● **Your task**: Where in the records does the word "Command" occur? Copy each line in which it does.

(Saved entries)
___

//! CLI smoke tests that do not require the codec engine or network.

use assert_cmd::Command;
use predicates::prelude::*;

fn dictum() -> Command {
    Command::cargo_bin("dictum").expect("binary builds")
}

#[test]
fn version_prints_package_version() {
    dictum()
        .arg("version")
        .assert()
        .success()
        .stdout(predicate::str::contains(env!("CARGO_PKG_VERSION")));
}

#[test]
fn validate_default_config_warns_about_api_key() {
    dictum()
        .arg("validate")
        .assert()
        .success()
        .stdout(predicate::str::contains("api.api_key"));
}

#[test]
fn validate_accepts_explicit_config() {
    let dir = tempfile::tempdir().unwrap();
    let path = dir.path().join("dictum.json");
    std::fs::write(&path, r#"{"api": {"api_key": "k"}}"#).unwrap();

    dictum()
        .arg("validate")
        .arg(&path)
        .assert()
        .success()
        .stdout(predicate::str::contains("Configuration OK"));
}

#[test]
fn unsupported_format_is_rejected_before_any_work() {
    dictum()
        .args(["compress", "does-not-exist.wav", "--format", "flac"])
        .assert()
        .failure()
        .stderr(predicate::str::contains("unsupported format: flac"));
}

#[test]
fn check_tools_reports_engine_status() {
    dictum()
        .arg("check-tools")
        .assert()
        .success()
        .stdout(predicate::str::contains("ffmpeg"));
}

#[test]
fn concat_requires_inputs() {
    dictum().arg("concat").assert().failure();
}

___

● **Solution for this problem**:
use assert_cmd::Command;
fn dictum() -> Command {
    Command::cargo_bin("dictum").expect("binary builds")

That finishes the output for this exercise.